How Barista FIRE Actually Works
Barista FIRE is the hybrid: you’ve saved enough to leave your demanding career, but you take an easier part-time job — the classic example being a barista role that offers health benefits — to cover part of your spending. Because your portfolio only has to fund the gap between expenses and part-time income, you need far less than full FIRE, so you can step off the treadmill years earlier.
The math trips up a lot of online calculators because there are three cases. If your part-time income is less than expenses, you withdraw the gap each year. If it equals expenses, you don’t touch the portfolio (effectively Coast FIRE). If it exceeds expenses, you actually keep adding. This tool handles all three, working backward from your full FIRE number to the amount you need invested today.

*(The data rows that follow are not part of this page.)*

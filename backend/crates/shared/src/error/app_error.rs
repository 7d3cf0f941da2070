//! Application Error - Unified error type for the application
//!
//! Defines [`AppError`] struct and [`AppResult<T>`] type alias.

use std::borrow::Cow;
use std::error::Error;
use std::fmt;

use serde_json::{Map, Value};

use super::kind::ErrorKind;

/// アプリケーション統一エラー型
///
/// 各コンテキストのエラー（`AuthError`, `CourseError`）は最終的にこの型へ変換され、
/// HTTP レスポンスとして返されます。
///
/// ## Fields
/// * `kind` - エラーの分類（HTTP ステータスコードにマッピング）
/// * `message` - ユーザー向けのエラーメッセージ（レスポンスの `error` フィールド）
/// * `action` - ユーザーが取るべきアクション（オプション）
/// * `details` - レスポンス本文へ追加されるフィールド（例: `needsVerification`）
/// * `source` - 元のエラー（オプション、ログ用）
///
/// ## Examples
/// ```rust
/// use kernel::error::{app_error::AppError, kind::ErrorKind};
///
/// let err = AppError::unauthorized("Please verify your email before logging in.")
///     .with_detail("needsVerification", true);
/// assert_eq!(err.status_code(), 401);
/// assert_eq!(err.detail("needsVerification"), Some(&serde_json::json!(true)));
/// ```
pub struct AppError {
    kind: ErrorKind,
    message: Cow<'static, str>,
    action: Option<Cow<'static, str>>,
    details: Map<String, Value>,
    source: Option<Box<dyn Error + Send + Sync + 'static>>,
}

/// アプリケーション結果型エイリアス
pub type AppResult<T> = Result<T, AppError>;

impl AppError {
    // ========================================================================
    // Constructors
    // ========================================================================

    /// 新しいエラーを作成
    ///
    /// ## Arguments
    /// * `kind` - エラー種別
    /// * `message` - ユーザー向けメッセージ
    #[inline]
    pub fn new(kind: ErrorKind, message: impl Into<Cow<'static, str>>) -> Self {
        Self {
            kind,
            message: message.into(),
            action: None,
            details: Map::new(),
            source: None,
        }
    }

    /// 400 Bad Request エラー
    #[inline]
    pub fn bad_request(message: impl Into<Cow<'static, str>>) -> Self {
        Self::new(ErrorKind::BadRequest, message)
    }

    /// 401 Unauthorized エラー
    #[inline]
    pub fn unauthorized(message: impl Into<Cow<'static, str>>) -> Self {
        Self::new(ErrorKind::Unauthorized, message)
    }

    /// 409 Conflict エラー
    #[inline]
    pub fn conflict(message: impl Into<Cow<'static, str>>) -> Self {
        Self::new(ErrorKind::Conflict, message)
    }

    /// 500 Internal Server Error
    #[inline]
    pub fn internal(message: impl Into<Cow<'static, str>>) -> Self {
        Self::new(ErrorKind::InternalServerError, message)
    }

    /// 503 Service Unavailable エラー
    #[inline]
    pub fn service_unavailable(message: impl Into<Cow<'static, str>>) -> Self {
        Self::new(ErrorKind::ServiceUnavailable, message)
    }

    // ========================================================================
    // Builder methods
    // ========================================================================

    /// ユーザー向けアクションを設定
    #[inline]
    pub fn with_action(mut self, action: impl Into<Cow<'static, str>>) -> Self {
        self.action = Some(action.into());
        self
    }

    /// レスポンス本文へ追加するフィールドを設定
    ///
    /// 同じキーを二度設定した場合は後の値が優先されます。
    ///
    /// ## Arguments
    /// * `key` - JSON フィールド名（camelCase）
    /// * `value` - JSON に変換可能な値
    #[inline]
    pub fn with_detail(mut self, key: impl Into<String>, value: impl Into<Value>) -> Self {
        self.details.insert(key.into(), value.into());
        self
    }

    /// 元のエラーを設定（ログ用）
    #[inline]
    pub fn with_source<E>(mut self, source: E) -> Self
    where
        E: Error + Send + Sync + 'static,
    {
        self.source = Some(Box::new(source));
        self
    }

    // ========================================================================
    // Accessors
    // ========================================================================

    #[inline]
    pub fn kind(&self) -> ErrorKind {
        self.kind
    }

    #[inline]
    pub fn status_code(&self) -> u16 {
        self.kind.status_code()
    }

    #[inline]
    pub fn message(&self) -> &str {
        &self.message
    }

    #[inline]
    pub fn action(&self) -> Option<&str> {
        self.action.as_deref()
    }

    /// 追加フィールドを取得
    #[inline]
    pub fn detail(&self, key: &str) -> Option<&Value> {
        self.details.get(key)
    }

    /// 追加フィールド全体
    #[inline]
    pub fn details(&self) -> &Map<String, Value> {
        &self.details
    }

    #[inline]
    pub fn is_server_error(&self) -> bool {
        self.kind.is_server_error()
    }
}

impl fmt::Debug for AppError {
    fn fmt(&self, f: &mut fmt::Formatter<'_>) -> fmt::Result {
        let mut builder = f.debug_struct("AppError");
        builder.field("kind", &self.kind);
        builder.field("message", &self.message);
        if let Some(action) = &self.action {
            builder.field("action", action);
        }
        if !self.details.is_empty() {
            builder.field("details", &self.details);
        }
        if let Some(source) = &self.source {
            builder.field("source", source);
        }
        builder.finish()
    }
}

impl fmt::Display for AppError {
    fn fmt(&self, f: &mut fmt::Formatter<'_>) -> fmt::Result {
        write!(f, "[{}] {}", self.kind, self.message)?;
        if let Some(action) = &self.action {
            write!(f, " (Action: {})", action)?;
        }
        Ok(())
    }
}

impl Error for AppError {
    fn source(&self) -> Option<&(dyn Error + 'static)> {
        self.source
            .as_ref()
            .map(|e| e.as_ref() as &(dyn Error + 'static))
    }
}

Frequently Asked Questions
What is Barista FIRE?+
It is semi-retirement: you leave your career but work part-time to cover some expenses, while your portfolio funds the rest. You need less saved than full FIRE because part-time income shrinks the gap.
How is the Barista FIRE number calculated?+
It works backward from your full FIRE number to the amount needed today, accounting for the annual gap (or surplus) between part-time income and expenses growing at your real return until full retirement.
How is Barista FIRE different from Coast FIRE?+
With Coast FIRE you stop saving but don’t touch the portfolio. With Barista FIRE your part-time income only partially covers expenses, so you typically withdraw the gap during the semi-retired phase.
Key Considerations
- Healthcare is the whole game (in the US). Many pursue Barista FIRE specifically for employer health benefits. If you rely on ACA subsidies instead, model the cost carefully — enhanced subsidies are subject to change.
- Part-time income can vanish. Hours get cut, jobs end, burnout happens. Keep a cash buffer and don’t assume the part-time phase lasts uninterrupted.
- Sequence risk still applies. A market drop early in the barista phase hurts — but part-time income is a natural hedge, since you can work a bit more and withdraw a bit less in bad years.